Kaplan Meier estimates suggested that the impact of maximal CE tumor resection was more beneficial for patients with MGMT methylated glioblastoma and that it significantly improved median overall survival (572 days; 95% CI, 424–720), when compared to STR (342 days; 95% CI, 282–402; p = 0.014) or biopsy (112 days; 95% CI, 36–42; p = 0.001) (Figure 1A). Patients with MGMT methylated glioblastoma also had a longer overall survival with ≥30% NCE tumor resection (425 days; 95% CI, 286–564) than with <30% NCE tumor resection (190 days; 95% CI, 107–273; p = 0.001) (Figure 1B). In patients with MGMT unmethylated glioblastoma, no survival benefit was observed with ≥30% NCE resection (p = 0.884).
We further assessed minimal post-operative CE residual volumes with a potential positive impact on overall survival. In MGMT methylated glioblastoma, when compared to >5 cm3 residual CE tumor (224 days; 95% CI 164–284), we observed a significantly longer median overall survival for a residual CE tumor volume of 1–5 cm3 (470 days; 95% CI 330–610; p < 0.0001) and 0–1 cm3 (536 days; 95% CI 319–752; p = 0.003) (Figure 1C). In MGMT unmethylated glioblastoma, we only observed a longer overall survival in residual CE volumes of 0–1 cm3 (427 days; 95% CI, 350–503), when compared to 1–5cm3 (299 days; 95% CI, 270–327; p = 0.006) or to >5 cm3 (200 days; 95% CI, 102–298; p = 0.003) (Figure 1C). In these tumors, no difference in median overall survival was observed between 1–5 and >5 cm3 (p = 0.371) residual CE tumor volume. Multivariable Cox proportional hazards regression analysis stratified for MGMT and adjusted for age, KPS, adjuvant chemoradiation, and pre-operative CE tumor volume, identified a residual CE tumor volume of 0–1 cm3 (HR 0.64; 95% CI, 0.46–0.88 p = 0.007), and 1–5 cm3 (HR 0.71; 95% CI, 0.54–0.94; p = 0.016) as being associated with favorable overall survival. These analyses were also performed for post-operative residual NCE volumes, but here no minimal volume threshold with a positive impact on overall survival was identified.
Discussion
This study shows an association between maximal CE tumor resection, ≥30% NCE tumor resection, minimal residual CE tumor volume and longer overall survival in 326 patients with newly diagnosed IDH-wildtype glioblastoma. We observed that extensive resection was more beneficial for patients with MGMT methylated IDH-wildtype glioblastoma in terms of survival.

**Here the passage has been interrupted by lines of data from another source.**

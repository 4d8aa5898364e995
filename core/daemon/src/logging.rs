//! Tracing setup: stderr plus a per-start file under `<home>/logs/`.

use std::path::{Path, PathBuf};
use tracing_appender::non_blocking::WorkerGuard;
use tracing_subscriber::layer::SubscriberExt;
use tracing_subscriber::util::SubscriberInitExt;
use tracing_subscriber::EnvFilter;

/// Keeps the file writer flushing. Hold it for the life of the process.
pub struct LogGuard {
    _worker: Option<WorkerGuard>,
    path: Option<PathBuf>,
}

impl LogGuard {
    /// File the daemon is logging to, if file logging could be set up.
    pub fn path(&self) -> Option<&Path> {
        self.path.as_deref()
    }
}

pub fn log_file_name(pid: u32) -> String {
    format!(
        "daemon-{}-pid-{}.log",
        chrono::Local::now().format("%Y%m%d-%H%M%S"),
        pid
    )
}

fn filter(debug: bool) -> EnvFilter {
    if debug {
        EnvFilter::new("debug")
    } else {
        EnvFilter::try_from_default_env().unwrap_or_else(|_| EnvFilter::new("info"))
    }
}

/// Stderr-only logging, for failures before the home directory is known.
pub fn init_stderr(debug: bool) {
    let _ = tracing_subscriber::registry()
        .with(filter(debug))
        .with(tracing_subscriber::fmt::layer().with_writer(std::io::stderr))
        .try_init();
}

pub fn init(logs_dir: &Path, debug: bool) -> LogGuard {
    let stderr_layer = tracing_subscriber::fmt::layer().with_writer(std::io::stderr);

    let file_name = log_file_name(std::process::id());
    let file = fs_err::create_dir_all(logs_dir)
        .and_then(|_| fs_err::File::create(logs_dir.join(&file_name)));

    match file {
        Ok(file) => {
            let (writer, worker) = tracing_appender::non_blocking(file.into_parts().0);
            let file_layer = tracing_subscriber::fmt::layer()
                .with_writer(writer)
                .with_ansi(false);
            let _ = tracing_subscriber::registry()
                .with(filter(debug))
                .with(stderr_layer)
                .with(file_layer)
                .try_init();
            LogGuard {
                _worker: Some(worker),
                path: Some(logs_dir.join(file_name)),
            }
        }
        Err(err) => {
            let _ = tracing_subscriber::registry()
                .with(filter(debug))
                .with(stderr_layer)
                .try_init();
            tracing::warn!(error = %err, dir = %logs_dir.display(), "File logging unavailable");
            LogGuard {
                _worker: None,
                path: None,
            }
        }
    }
}

#[cfg(test)]
mod tests {
    use super::*;

    #[test]
    fn log_file_name_embeds_pid() {
        let name = log_file_name(4242);
        assert!(name.starts_with("daemon-"));
        assert!(name.ends_with("-pid-4242.log"));
    }
}
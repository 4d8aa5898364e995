//! Client for the daemon's loopback control server.
//!
//! The daemon publishes its port only through the state file, so every
//! command starts by reading it. A session runner started by the daemon gets
//! the port through `RELAY_DAEMON_HTTP_PORT` instead.

use fs_err as fs;
use relay_daemon_protocol::{
    ControlErrorBody, DaemonStateRecord, ListResponse, SessionStartedRequest,
    SpawnSessionRequest, SpawnSessionResponse, StatusResponse, StopSessionRequest,
    StopSessionResponse, CONTROL_HOST, ROUTE_LIST, ROUTE_SESSION_STARTED, ROUTE_SPAWN_SESSION,
    ROUTE_STOP, ROUTE_STOP_SESSION, STATE_FILE_NAME,
};
use serde::de::DeserializeOwned;
use serde::Serialize;
use std::path::{Path, PathBuf};
use std::time::Duration;

use crate::error::{CliError, Result};

pub const HOME_DIR_ENV: &str = "RELAY_HOME_DIR";
pub const DAEMON_PORT_ENV: &str = "RELAY_DAEMON_HTTP_PORT";

const DEFAULT_HOME_DIR_NAME: &str = ".relay";
const REQUEST_TIMEOUT: Duration = Duration::from_secs(10);
// Spawns wait for the session webhook on the daemon side.
const SPAWN_TIMEOUT: Duration = Duration::from_secs(30);

pub fn relay_home(env_value: Option<String>) -> Result<PathBuf> {
    match env_value.filter(|value| !value.trim().is_empty()) {
        Some(dir) => Ok(PathBuf::from(dir)),
        None => dirs::home_dir()
            .map(|home| home.join(DEFAULT_HOME_DIR_NAME))
            .ok_or(CliError::HomeDirNotFound),
    }
}

pub fn state_path(home: &Path) -> PathBuf {
    home.join(STATE_FILE_NAME)
}

/// Reads the state file. Missing or unparseable files read as `None`.
pub fn read_state(home: &Path) -> Option<DaemonStateRecord> {
    let text = fs::read_to_string(state_path(home)).ok()?;
    match serde_json::from_str::<DaemonStateRecord>(&text) {
        Ok(record) => Some(record),
        Err(err) => {
            tracing::debug!(error = %err, "Ignoring unparseable state file");
            None
        }
    }
}

/// The state file, but only if its PID is still alive.
pub fn running_daemon(home: &Path) -> Option<DaemonStateRecord> {
    read_state(home).filter(|record| is_pid_alive(record.pid))
}

pub fn is_pid_alive(pid: u32) -> bool {
    if pid == 0 {
        return false;
    }
    // SAFETY: signal 0 only checks for existence and permission.
    let rc = unsafe { libc::kill(pid as libc::pid_t, 0) };
    if rc == 0 {
        return true;
    }
    std::io::Error::last_os_error().raw_os_error() == Some(libc::EPERM)
}

pub struct DaemonClient {
    base: String,
    http: reqwest::blocking::Client,
}

impl DaemonClient {
    pub fn for_port(port: u16) -> Result<Self> {
        let http = reqwest::blocking::Client::builder()
            .timeout(REQUEST_TIMEOUT)
            .build()?;
        Ok(Self {
            base: format!("http://{}:{}", CONTROL_HOST, port),
            http,
        })
    }

    pub fn from_state(home: &Path) -> Result<Self> {
        let record =
            running_daemon(home).ok_or_else(|| CliError::DaemonNotRunning(state_path(home)))?;
        Self::for_port(record.http_port)
    }

    pub fn session_started(&self, request: &SessionStartedRequest) -> Result<StatusResponse> {
        self.post(ROUTE_SESSION_STARTED, Some(request), REQUEST_TIMEOUT)
    }

    pub fn list(&self) -> Result<ListResponse> {
        self.post::<(), _>(ROUTE_LIST, None, REQUEST_TIMEOUT)
    }

    pub fn stop_session(&self, session_id: &str) -> Result<StopSessionResponse> {
        let request = StopSessionRequest {
            session_id: session_id.to_string(),
        };
        self.post(ROUTE_STOP_SESSION, Some(&request), REQUEST_TIMEOUT)
    }

    /// 409 (approval required) and 500 (spawn failed) still carry a spawn
    /// response body, so they are returned rather than treated as errors.
    pub fn spawn_session(&self, request: &SpawnSessionRequest) -> Result<SpawnSessionResponse> {
        let response = self
            .http
            .post(self.url(ROUTE_SPAWN_SESSION))
            .timeout(SPAWN_TIMEOUT)
            .json(request)
            .send()?;
        let status = response.status();
        let body = response.text()?;
        if let Ok(spawn) = serde_json::from_str::<SpawnSessionResponse>(&body) {
            if status.is_success() || spawn.requires_user_approval || spawn.reason.is_some() {
                return Ok(spawn);
            }
        }
        Err(envelope_error(status, &body))
    }

    pub fn stop(&self) -> Result<StatusResponse> {
        self.post::<(), _>(ROUTE_STOP, None, REQUEST_TIMEOUT)
    }

    fn url(&self, route: &str) -> String {
        format!("{}{}", self.base, route)
    }

    fn post<B, T>(&self, route: &str, body: Option<&B>, timeout: Duration) -> Result<T>
    where
        B: Serialize,
        T: DeserializeOwned,
    {
        let mut request = self.http.post(self.url(route)).timeout(timeout);
        if let Some(body) = body {
            request = request.json(body);
        }
        let response = request.send()?;
        let status = response.status();
        let text = response.text()?;
        if !status.is_success() {
            return Err(envelope_error(status, &text));
        }
        serde_json::from_str(&text).map_err(|err| CliError::Daemon {
            reason: "invalid-response".to_string(),
            message: format!("{} returned unexpected body: {}", route, err),
        })
    }
}

fn envelope_error(status: reqwest::StatusCode, body: &str) -> CliError {
    match serde_json::from_str::<ControlErrorBody>(body) {
        Ok(envelope) => CliError::Daemon {
            reason: envelope.reason,
            message: envelope.error,
        },
        Err(_) => CliError::Daemon {
            reason: format!("http-{}", status.as_u16()),
            message: body.chars().take(200).collect(),
        },
    }
}

#[cfg(test)]
pub(crate) mod tests {
    use super::*;
    use std::io::{Read, Write};
    use std::net::TcpListener;
    use std::thread::{self, JoinHandle};

    /// Answers one HTTP request with `status` and `body`; returns the raw
    /// request text from the join handle.
    pub(crate) fn serve_once(status: &str, body: &str) -> (u16, JoinHandle<String>) {
        let listener = TcpListener::bind((CONTROL_HOST, 0)).expect("bind");
        let port = listener.local_addr().expect("addr").port();
        let response = format!(
            "HTTP/1.1 {}\r\ncontent-type: application/json\r\ncontent-length: {}\r\nconnection: close\r\n\r\n{}",
            status,
            body.len(),
            body
        );
        let handle = thread::spawn(move || {
            let (mut stream, _) = listener.accept().expect("accept");
            let mut buffer = Vec::new();
            let mut chunk = [0u8; 4096];
            loop {
                let n = stream.read(&mut chunk).expect("read");
                if n == 0 {
                    break;
                }
                buffer.extend_from_slice(&chunk[..n]);
                if request_complete(&buffer) {
                    break;
                }
            }
            stream.write_all(response.as_bytes()).expect("write");
            String::from_utf8_lossy(&buffer).to_string()
        });
        (port, handle)
    }

    fn request_complete(buffer: &[u8]) -> bool {
        let text = String::from_utf8_lossy(buffer);
        let Some(header_end) = text.find("\r\n\r\n") else {
            return false;
        };
        let content_length = text[..header_end]
            .lines()
            .filter_map(|line| line.split_once(':'))
            .find(|(name, _)| name.eq_ignore_ascii_case("content-length"))
            .and_then(|(_, value)| value.trim().parse::<usize>().ok())
            .unwrap_or(0);
        buffer.len() >= header_end + 4 + content_length
    }

    #[test]
    fn relay_home_prefers_env() {
        assert_eq!(
            relay_home(Some("/tmp/relay-x".to_string())).expect("home"),
            PathBuf::from("/tmp/relay-x")
        );
        let default = relay_home(Some("  ".to_string())).expect("home");
        assert!(default.ends_with(".relay"));
    }

    #[test]
    fn dead_daemon_state_is_not_running() {
        let temp_dir = tempfile::tempdir().expect("temp dir");
        assert!(read_state(temp_dir.path()).is_none());

        let record = DaemonStateRecord {
            pid: 4_000_000,
            http_port: 1234,
            start_time: "2026-01-01T00:00:00Z".to_string(),
            started_with_cli_version: "0.0.0".to_string(),
            started_with_cli_mtime_ms: 0,
            last_heartbeat: "2026-01-01T00:00:00Z".to_string(),
            daemon_log_path: String::new(),
        };
        fs::write(
            state_path(temp_dir.path()),
            serde_json::to_string(&record).expect("json"),
        )
        .expect("write state");
        assert_eq!(read_state(temp_dir.path()), Some(record));
        assert!(running_daemon(temp_dir.path()).is_none());
        assert!(matches!(
            DaemonClient::from_state(temp_dir.path()),
            Err(CliError::DaemonNotRunning(_))
        ));
    }

    #[test]
    fn list_posts_to_list_route() {
        let (port, server) = serve_once(
            "200 OK",
            r#"{"children":[{"startedBy":"daemon","happySessionId":"s-1","pid":42}]}"#,
        );
        let list = DaemonClient::for_port(port).expect("client").list().expect("list");
        assert_eq!(list.children.len(), 1);
        assert_eq!(list.children[0].pid, 42);
        let request = server.join().expect("join");
        assert!(request.starts_with("POST /list "));
    }

    #[test]
    fn approval_required_is_not_an_error() {
        let body = serde_json::to_string(&SpawnSessionResponse::approval_required("/tmp/new"))
            .expect("json");
        let (port, server) = serve_once("409 Conflict", &body);
        let response = DaemonClient::for_port(port)
            .expect("client")
            .spawn_session(&SpawnSessionRequest {
                directory: "/tmp/new".to_string(),
                session_id: None,
                approved_new_directory_creation: false,
            })
            .expect("spawn");
        assert!(response.requires_user_approval);
        let request = server.join().expect("join");
        assert!(request.contains("\"directory\":\"/tmp/new\""));
    }

    #[test]
    fn error_envelope_becomes_daemon_error() {
        let (port, server) = serve_once(
            "400 Bad Request",
            r#"{"success":false,"reason":"missing-field","error":"sessionId is required"}"#,
        );
        let result = DaemonClient::for_port(port)
            .expect("client")
            .stop_session("");
        match result {
            Err(CliError::Daemon { reason, message }) => {
                assert_eq!(reason, "missing-field");
                assert_eq!(message, "sessionId is required");
            }
            other => panic!("expected daemon error, got {:?}", other.map(|r| r.success)),
        }
        server.join().expect("join");
    }
}
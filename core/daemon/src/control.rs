//! Loopback HTTP control server.
//!
//! Local clients (the `relay` CLI and session runners) drive the daemon
//! through five POST routes. The listener only ever binds `127.0.0.1`; the
//! port is dynamic unless configured and is published through the state file.
//!
//! Every failure, whatever the route, is rendered through `ControlError`.

use axum::extract::rejection::JsonRejection;
use axum::extract::{DefaultBodyLimit, State};
use axum::http::StatusCode;
use axum::response::{IntoResponse, Response};
use axum::routing::post;
use axum::{Json, Router};
use relay_daemon_protocol::{
    ControlErrorBody, ErrorInfo, ListResponse, SessionStartedRequest, SpawnOutcome,
    SpawnSessionRequest, StatusResponse, StopSessionRequest, StopSessionResponse, CONTROL_HOST,
    MAX_REQUEST_BYTES, ROUTE_LIST, ROUTE_SESSION_STARTED, ROUTE_SPAWN_SESSION, ROUTE_STOP,
    ROUTE_STOP_SESSION,
};
use std::sync::Arc;
use std::time::Duration;
use tokio::net::TcpListener;
use tokio::sync::oneshot;
use tokio::task::JoinHandle;
use tracing::{debug, error, info, warn};

use crate::context::DaemonContext;
use crate::error::{DaemonError, Result};
use crate::shutdown::{ShutdownHandle, ShutdownSource};

/// Error envelope shared by every route.
#[derive(Debug, thiserror::Error)]
#[error("{reason}: {message}")]
pub struct ControlError {
    status: StatusCode,
    reason: String,
    message: String,
}

impl ControlError {
    pub fn new(status: StatusCode, reason: impl Into<String>, message: impl Into<String>) -> Self {
        Self {
            status,
            reason: reason.into(),
            message: message.into(),
        }
    }
}

impl From<ErrorInfo> for ControlError {
    fn from(info: ErrorInfo) -> Self {
        Self::new(StatusCode::BAD_REQUEST, info.code, info.message)
    }
}

impl From<JsonRejection> for ControlError {
    fn from(rejection: JsonRejection) -> Self {
        Self::new(rejection.status(), "invalid-request", rejection.body_text())
    }
}

impl IntoResponse for ControlError {
    fn into_response(self) -> Response {
        debug!(status = %self.status, reason = %self.reason, "Control request failed");
        let body = ControlErrorBody {
            success: false,
            reason: self.reason,
            error: self.message,
        };
        (self.status, Json(body)).into_response()
    }
}

type Ctx = State<Arc<DaemonContext>>;

/// Binds the loopback listener. Returns it with the port actually bound,
/// which differs from `port` when `port` is 0.
pub async fn bind_listener(port: u16) -> Result<(TcpListener, u16)> {
    let addr = format!("{}:{}", CONTROL_HOST, port);
    let listener = TcpListener::bind(&addr)
        .await
        .map_err(|source| DaemonError::Bind {
            addr: addr.clone(),
            source,
        })?;
    let bound = listener
        .local_addr()
        .map_err(|source| DaemonError::Bind { addr, source })?
        .port();
    Ok((listener, bound))
}

pub fn router(ctx: Arc<DaemonContext>) -> Router {
    Router::new()
        .route(ROUTE_SESSION_STARTED, post(session_started))
        .route(ROUTE_LIST, post(list))
        .route(ROUTE_STOP_SESSION, post(stop_session))
        .route(ROUTE_SPAWN_SESSION, post(spawn_session))
        .route(ROUTE_STOP, post(stop))
        .layer(DefaultBodyLimit::max(MAX_REQUEST_BYTES))
        .with_state(ctx)
}

async fn session_started(
    State(ctx): Ctx,
    payload: std::result::Result<Json<SessionStartedRequest>, JsonRejection>,
) -> std::result::Result<Json<StatusResponse>, ControlError> {
    let Json(request) = payload?;
    Ok(Json(ctx.session_started(&request)?))
}

async fn list(State(ctx): Ctx) -> Json<ListResponse> {
    Json(ctx.list_children())
}

async fn stop_session(
    State(ctx): Ctx,
    payload: std::result::Result<Json<StopSessionRequest>, JsonRejection>,
) -> std::result::Result<Json<StopSessionResponse>, ControlError> {
    let Json(request) = payload?;
    Ok(Json(ctx.stop_session(&request)?))
}

async fn spawn_session(
    State(ctx): Ctx,
    payload: std::result::Result<Json<SpawnSessionRequest>, JsonRejection>,
) -> std::result::Result<Response, ControlError> {
    let Json(request) = payload?;
    let response = ctx.spawn_session(&request).await?;
    let status = match response.outcome() {
        SpawnOutcome::Started { .. } => StatusCode::OK,
        SpawnOutcome::ApprovalRequired { .. } => StatusCode::CONFLICT,
        SpawnOutcome::Failed { .. } => StatusCode::INTERNAL_SERVER_ERROR,
    };
    Ok((status, Json(response)).into_response())
}

async fn stop(State(ctx): Ctx) -> Json<StatusResponse> {
    info!("Stop requested over HTTP");
    Json(ctx.request_stop(ShutdownSource::HttpStop))
}

/// A running control server.
pub struct ControlServer {
    port: u16,
    stop_tx: Option<oneshot::Sender<()>>,
    task: JoinHandle<()>,
}

impl ControlServer {
    /// Serves `router` on an already-bound listener.
    ///
    /// If the server dies on its own, the daemon is shut down as a fault.
    pub fn serve(listener: TcpListener, port: u16, router: Router, shutdown: ShutdownHandle) -> Self {
        let (stop_tx, stop_rx) = oneshot::channel::<()>();

        let task = tokio::spawn(async move {
            let served = axum::serve(listener, router)
                .with_graceful_shutdown(async move {
                    let _ = stop_rx.await;
                    debug!("Control server received stop");
                })
                .await;
            if let Err(err) = served {
                error!(error = %err, "Control server failed");
                shutdown.request(ShutdownSource::Fault, Some(format!("control server: {}", err)));
            }
        });

        info!(port, host = CONTROL_HOST, "Control server listening");
        Self {
            port,
            stop_tx: Some(stop_tx),
            task,
        }
    }

    pub fn port(&self) -> u16 {
        self.port
    }

    /// Stops accepting connections and waits up to `timeout` for in-flight
    /// requests.
    pub async fn stop(mut self, timeout: Duration) {
        if let Some(stop_tx) = self.stop_tx.take() {
            let _ = stop_tx.send(());
        }
        match tokio::time::timeout(timeout, &mut self.task).await {
            Ok(_) => info!(port = self.port, "Control server stopped"),
            Err(_) => {
                warn!(port = self.port, "Control server did not drain in time");
                self.task.abort();
            }
        }
    }
}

Maximal resection of CE has earlier been associated with longer overall survival in a large meta-analysis of neurosurgical literature based on 37 studies and 41,117 unique glioblastoma patients (3). This association has recently been re-evaluated based on two new insights. First, studies performed before the WHO 2016 reclassification have included limited molecular data, because the impact of molecular subtyping of glioblastoma according to IDH mutation status was less of a consideration (3, 7, 13–15). Although IDH mutation within newly diagnosed primary glioblastoma is rare (<5 and 3.5% in our cohort) these tumors represent a distinct molecular type of glioma arising from a distinct precursor lesion (16, 17). Therefore, incomplete or absence of molecular data on IDH mutation and MGMT methylation or mixing molecular subtypes when evaluating the impact of glioblastoma resection on survival is undesirable. More recent studies did investigate the impact of glioblastoma surgery on survival in light of molecular markers. A recent study investigated the impact of maximal CE resection and MGMT promoter methylation status in a homogenous IDH-wildtype glioblastoma population (n = 175) and showed that both were significantly associated with longer overall survival (2). Ellingson et al. showed in 1,054 glioblastoma patients (with partially available data on IDH mutation and MGMT methylation) that smaller residual CE tumor volumes (<12 cm3) and MGMT methylation were significantly associated with longer overall survival in patients receiving chemoradiation (18). A recent study published by Molinaro et al. confirmed the association between maximal CE resection and overall survival across all molecular subgroups of glioblastoma (19).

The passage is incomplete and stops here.